Figure 1. Basic mechanisms of protein aggregation.

The folding of newly synthesized polypeptide chains into their native conformations and the unfolding of proteins from their native states proceeds through distinct intermediates. some of these intermediates are able to self-associate to form non-native oligomeric species of different sizes and structures, in which a given molecule interacts through two interfaces with two neighbouring molecules (an intermediate in which longitudinal interactions are established is shown). As the polypeptides involved in prion, Parkinson’s, Alzheimer’s and Huntington’s diseases populate a wide variety of folding intermediates, they have a higher propensity to form such oligomeric species.
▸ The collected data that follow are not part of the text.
use bazaar_server::core::{run, Config};
use bazaar_server::utils::logger;

#[tokio::main]
async fn main() {
    dotenv::dotenv().ok();
    let _log_guard = logger::init();

    let config = Config::from_env();
    tracing::info!(
        environment = %config.environment,
        port = config.http_port,
        database = %config.database_path,
        "Starting server"
    );

    if let Err(e) = run(config).await {
        tracing::error!(error = %e, "Server exited with error");
        std::process::exit(1);
    }
}
//! Router assembly
//!
//! Merges the per-resource routers and applies the shared middleware
//! stack: request ids, tracing, auth guard, compression, CORS, timeout.

use std::time::Duration;

use axum::{middleware, Router};
use http::HeaderName;
use tower_http::compression::CompressionLayer;
use tower_http::cors::CorsLayer;
use tower_http::request_id::{
    MakeRequestId, PropagateRequestIdLayer, RequestId, SetRequestIdLayer,
};
use tower_http::timeout::TimeoutLayer;
use tower_http::trace::TraceLayer;

use crate::api;
use crate::auth::require_auth;
use crate::core::AppState;

static X_REQUEST_ID: HeaderName = HeaderName::from_static("x-request-id");

#[derive(Clone, Default)]
struct MakeRequestUuid;

impl MakeRequestId for MakeRequestUuid {
    fn make_request_id<B>(&mut self, _request: &http::Request<B>) -> Option<RequestId> {
        let id = uuid::Uuid::new_v4().to_string();
        id.parse().ok().map(RequestId::new)
    }
}

/// All resource routers, without middleware or state
pub fn build_router() -> Router<AppState> {
    Router::new()
        .merge(api::health::router())
        .merge(api::auth::router())
        .merge(api::products::router())
        .merge(api::categories::router())
        .merge(api::orders::router())
        .merge(api::addresses::router())
        .merge(api::payment_methods::router())
        .merge(api::reviews::router())
        .merge(api::notifications::router())
        .merge(api::favorites::router())
        .merge(api::campaigns::router())
        .merge(api::security::router())
}

/// The full application with middleware and state applied
pub fn build_app(state: AppState) -> Router {
    let timeout = Duration::from_millis(state.config.request_timeout_ms);
    // Cross-origin access is wide open during development only; production
    // deployments sit behind a frontend served from the same origin.
    let cors = if state.config.is_production() {
        CorsLayer::new()
    } else {
        CorsLayer::permissive()
    };

    build_router()
        .layer(middleware::from_fn_with_state(state.clone(), require_auth))
        .layer(PropagateRequestIdLayer::new(X_REQUEST_ID.clone()))
        .layer(
            TraceLayer::new_for_http().make_span_with(|req: &http::Request<_>| {
                tracing::info_span!(
                    "request",
                    method = %req.method(),
                    uri = %req.uri(),
                )
            }),
        )
        .layer(SetRequestIdLayer::new(X_REQUEST_ID.clone(), MakeRequestUuid))
        .layer(CompressionLayer::new())
        .layer(cors)
        .layer(TimeoutLayer::new(timeout))
        .with_state(state)
}
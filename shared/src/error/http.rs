//! HTTP status code mapping for error codes

use super::codes::ErrorCode;
use http::StatusCode;

impl ErrorCode {
    /// Get the appropriate HTTP status code for this error code
    pub fn http_status(&self) -> StatusCode {
        match self {
            // Success
            Self::Success => StatusCode::OK,

            // 404 Not Found
            Self::NotFound
            | Self::OrderNotFound
            | Self::ProductNotFound
            | Self::CategoryNotFound
            | Self::CampaignNotFound
            | Self::PaymentMethodNotFound
            | Self::ReviewNotFound
            | Self::FavoriteNotFound
            | Self::UserNotFound
            | Self::AddressNotFound
            | Self::NotificationNotFound => StatusCode::NOT_FOUND,

            // 409 Conflict
            Self::AlreadyExists
            | Self::OrderAlreadyCancelled
            | Self::DuplicateCard
            | Self::ProductNameExists
            | Self::CategoryNameExists
            | Self::AlreadyFavorite
            | Self::DuplicateReview
            | Self::EmailExists => StatusCode::CONFLICT,

            // 401 Unauthorized
            Self::NotAuthenticated
            | Self::InvalidCredentials
            | Self::TokenExpired
            | Self::TokenInvalid
            | Self::AccountDisabled => StatusCode::UNAUTHORIZED,

            // 403 Forbidden
            Self::PermissionDenied => StatusCode::FORBIDDEN,

            // 500 Internal Server Error
            Self::InternalError | Self::DatabaseError | Self::ConfigError => {
                StatusCode::INTERNAL_SERVER_ERROR
            }

            // 400 Bad Request (default for validation/business errors)
            _ => StatusCode::BAD_REQUEST,
        }
    }
}

#[cfg(test)]
mod tests {
    use super::*;

    #[test]
    fn test_success_status() {
        assert_eq!(ErrorCode::Success.http_status(), StatusCode::OK);
    }

    #[test]
    fn test_not_found_status() {
        assert_eq!(ErrorCode::NotFound.http_status(), StatusCode::NOT_FOUND);
        assert_eq!(
            ErrorCode::ProductNotFound.http_status(),
            StatusCode::NOT_FOUND
        );
        assert_eq!(ErrorCode::OrderNotFound.http_status(), StatusCode::NOT_FOUND);
        assert_eq!(
            ErrorCode::AddressNotFound.http_status(),
            StatusCode::NOT_FOUND
        );
    }

    #[test]
    fn test_conflict_status() {
        assert_eq!(ErrorCode::AlreadyExists.http_status(), StatusCode::CONFLICT);
        assert_eq!(
            ErrorCode::DuplicateReview.http_status(),
            StatusCode::CONFLICT
        );
        assert_eq!(
            ErrorCode::OrderAlreadyCancelled.http_status(),
            StatusCode::CONFLICT
        );
        assert_eq!(ErrorCode::EmailExists.http_status(), StatusCode::CONFLICT);
    }

    #[test]
    fn test_unauthorized_status() {
        assert_eq!(
            ErrorCode::NotAuthenticated.http_status(),
            StatusCode::UNAUTHORIZED
        );
        assert_eq!(
            ErrorCode::InvalidCredentials.http_status(),
            StatusCode::UNAUTHORIZED
        );
        assert_eq!(ErrorCode::TokenExpired.http_status(), StatusCode::UNAUTHORIZED);
    }

    #[test]
    fn test_business_rule_status() {
        assert_eq!(
            ErrorCode::InsufficientStock.http_status(),
            StatusCode::BAD_REQUEST
        );
        assert_eq!(
            ErrorCode::OrderNotCancellable.http_status(),
            StatusCode::BAD_REQUEST
        );
        assert_eq!(ErrorCode::EmptyOrder.http_status(), StatusCode::BAD_REQUEST);
    }

    #[test]
    fn test_internal_error_status() {
        assert_eq!(
            ErrorCode::InternalError.http_status(),
            StatusCode::INTERNAL_SERVER_ERROR
        );
        assert_eq!(
            ErrorCode::DatabaseError.http_status(),
            StatusCode::INTERNAL_SERVER_ERROR
        );
    }
}
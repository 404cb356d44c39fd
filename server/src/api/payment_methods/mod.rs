//! Payment method API module

mod handler;

use axum::routing::{get, put};
use axum::Router;

use crate::core::AppState;

pub fn router() -> Router<AppState> {
    Router::new().nest("/api/payment-methods", routes())
}

fn routes() -> Router<AppState> {
    Router::new()
        .route("/", get(handler::list).post(handler::create))
        .route(
            "/{id}",
            get(handler::get_by_id)
                .put(handler::update)
                .delete(handler::delete),
        )
        .route("/{id}/default", put(handler::set_default))
}
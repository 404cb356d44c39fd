//! Favorite API module

mod handler;

use axum::routing::get;
use axum::Router;

use crate::core::AppState;

pub fn router() -> Router<AppState> {
    Router::new().nest("/api/favorites", routes())
}

fn routes() -> Router<AppState> {
    Router::new()
        .route("/", get(handler::list).post(handler::create))
        .route(
            "/{product_id}",
            get(handler::check).delete(handler::delete),
        )
}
The stability of these oligomers increases on establishment of supplementary intermolecular interactions with non-native polypeptides through additional interfaces, as a given molecule in the oligomer becomes multivalent. The rate-limiting step in non-native polypeptide aggregation is therefore the formation of stable oligomers. Such oligomers behave as nuclei and grow from their ends by recruiting non-native monomers. As the binding of a molecule to the oligomer generates an incorporation site for another subunit, the growth of the stable nuclei is unlimited. Brownian⁵² movement and severing and/or disaggregating factors generate increased numbers of ends and increase the likelihood of new subunits being incorporated.